### Assignment:
Stop after the line with "three are terminal."; until then, please copy every line of the records word for word from the first.

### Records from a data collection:
"""
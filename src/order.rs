//! Rented-number order entity and its state machine.

use crate::config::ProviderId;
use crate::types::{
    AccountId, CountryCode, OrderId, PhoneNumber, ProviderOrderId, SelectionMode, ServiceCode,
    SmsCode,
};
use chrono::{DateTime, Utc};
use serde::{Deserialize, Serialize};
use std::fmt::{self, Display, Formatter};
use thiserror::Error;

/// Lifecycle state of an order.
///
/// `Active` is the only state with outgoing transitions; the other
/// three are terminal.
#[derive(Debug, Clone, Copy, PartialEq, Eq, Serialize, Deserialize)]
#[serde(rename_all = "lowercase")]
pub enum OrderStatus {
    /// Number rented, waiting for a code.
    Active,
    /// Code delivered.
    Completed,
    /// Caller cancelled and was refunded.
    Cancelled,
    /// Deadline passed with no code; no refund.
    Expired,
}

impl OrderStatus {
    /// True for states with no outgoing transitions.
    pub fn is_terminal(&self) -> bool {
        !matches!(self, OrderStatus::Active)
    }
}

impl Display for OrderStatus {
    fn fmt(&self, f: &mut Formatter<'_>) -> fmt::Result {
        match self {
            OrderStatus::Active => write!(f, "active"),
            OrderStatus::Completed => write!(f, "completed"),
            OrderStatus::Cancelled => write!(f, "cancelled"),
            OrderStatus::Expired => write!(f, "expired"),
        }
    }
}

/// Rejected transition out of a terminal state.
///
/// Callers treat this as an idempotent no-op, not a failure: polling a
/// completed order just returns the stored result.
#[derive(Debug, Clone, Error)]
#[error("order is {status} and cannot transition")]
pub struct TerminalState {
    /// The state the order is stuck in.
    pub status: OrderStatus,
}

/// One rented virtual number, from creation to a terminal state.
///
/// Created atomically with a balance debit and a ledger entry; never
/// deleted, only transitioned.
#[derive(Debug, Clone, Serialize, Deserialize)]
pub struct SmsOrder {
    /// Caller-facing id.
    pub id: OrderId,
    /// Account billed for this order.
    pub account: AccountId,
    /// Winning provider.
    pub provider: ProviderId,
    /// The vendor's own order id.
    pub provider_order_id: ProviderOrderId,
    /// Rented number.
    pub phone_number: PhoneNumber,
    /// Requested country.
    pub country: CountryCode,
    /// Requested service.
    pub service: ServiceCode,
    /// How the provider was selected.
    pub mode: SelectionMode,
    /// Billed amount in the billing currency, already converted and
    /// marked up.
    pub cost: f64,
    /// Lifecycle state.
    pub status: OrderStatus,
    /// Code once received.
    pub sms_code: Option<SmsCode>,
    /// Creation time.
    pub created_at: DateTime<Utc>,
    /// Absolute deadline for code delivery.
    pub expires_at: DateTime<Utc>,
    /// When the code arrived.
    pub received_at: Option<DateTime<Utc>>,
    /// Provider display name at order time, for audit.
    pub provider_name: String,
    /// Provider's success rate at order time, for audit.
    pub provider_success_rate: f64,
}

impl SmsOrder {
    /// True when the order is still active but its deadline has passed.
    pub fn is_expired(&self, now: DateTime<Utc>) -> bool {
        self.status == OrderStatus::Active && self.expires_at < now
    }

    fn guard_active(&self) -> Result<(), TerminalState> {
        if self.status.is_terminal() {
            return Err(TerminalState {
                status: self.status,
            });
        }
        Ok(())
    }

    /// Active -> Completed: the code arrived, by poll or webhook push.
    pub fn complete(&mut self, code: SmsCode, now: DateTime<Utc>) -> Result<(), TerminalState> {
        self.guard_active()?;
        self.status = OrderStatus::Completed;
        self.sms_code = Some(code);
        self.received_at = Some(now);
        Ok(())
    }

    /// Active -> Cancelled: caller cancelled and the vendor confirmed.
    pub fn cancel(&mut self) -> Result<(), TerminalState> {
        self.guard_active()?;
        self.status = OrderStatus::Cancelled;
        Ok(())
    }

    /// Active -> Expired: deadline passed with no code. No refund.
    pub fn expire(&mut self) -> Result<(), TerminalState> {
        self.guard_active()?;
        self.status = OrderStatus::Expired;
        Ok(())
    }
}

#[cfg(test)]
mod tests {
    use super::*;
    use chrono::Duration;

    fn order() -> SmsOrder {
        let now = Utc::now();
        SmsOrder {
            id: OrderId::new(),
            account: AccountId::from("acct-1"),
            provider: ProviderId::TigerSms,
            provider_order_id: ProviderOrderId::from("555"),
            phone_number: PhoneNumber::from("+15551230000"),
            country: CountryCode::new("US").unwrap(),
            service: ServiceCode::new("wa").unwrap(),
            mode: SelectionMode::Auto,
            cost: 3100.0,
            status: OrderStatus::Active,
            sms_code: None,
            created_at: now,
            expires_at: now + Duration::minutes(20),
            received_at: None,
            provider_name: "Tiger SMS".into(),
            provider_success_rate: 1.0,
        }
    }

    #[test]
    fn test_complete_sets_code_and_timestamp() {
        let mut o = order();
        o.complete(SmsCode::from("123456"), Utc::now()).unwrap();
        assert_eq!(o.status, OrderStatus::Completed);
        assert_eq!(o.sms_code.as_ref().unwrap().as_str(), "123456");
        assert!(o.received_at.is_some());
    }

    #[test]
    fn test_terminal_states_are_sticky() {
        let mut o = order();
        o.cancel().unwrap();
        assert_eq!(o.status, OrderStatus::Cancelled);

        assert!(o.complete(SmsCode::from("1"), Utc::now()).is_err());
        assert!(o.cancel().is_err());
        assert!(o.expire().is_err());
        assert_eq!(o.status, OrderStatus::Cancelled);
        assert!(o.sms_code.is_none());
    }

    #[test]
    fn test_completed_cannot_cancel() {
        let mut o = order();
        o.complete(SmsCode::from("9"), Utc::now()).unwrap();
        let err = o.cancel().unwrap_err();
        assert_eq!(err.status, OrderStatus::Completed);
        assert_eq!(o.status, OrderStatus::Completed);
    }

    #[test]
    fn test_expiry_detection() {
        let mut o = order();
        let now = Utc::now();
        assert!(!o.is_expired(now));
        assert!(o.is_expired(now + Duration::minutes(30)));

        o.expire().unwrap();
        assert_eq!(o.status, OrderStatus::Expired);
        // Terminal orders are never "expired" again.
        assert!(!o.is_expired(now + Duration::minutes(30)));
    }

    #[test]
    fn test_status_serde() {
        assert_eq!(
            serde_json::to_string(&OrderStatus::Active).unwrap(),
            r#""active""#
        );
        let s: OrderStatus = serde_json::from_str(r#""expired""#).unwrap();
        assert_eq!(s, OrderStatus::Expired);
    }
}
"""
### The answer:
filename src/order.rs
//! Rented-number order entity and its state machine.

use crate::config::ProviderId;
use crate::types::{
    AccountId, CountryCode, OrderId, PhoneNumber, ProviderOrderId, SelectionMode, ServiceCode,
    SmsCode,
};
use chrono::{DateTime, Utc};
use serde::{Deserialize, Serialize};
use std::fmt::{self, Display, Formatter};
use thiserror::Error;

/// Lifecycle state of an order.
///
/// `Active` is the only state with outgoing transitions; the other
/// three are terminal.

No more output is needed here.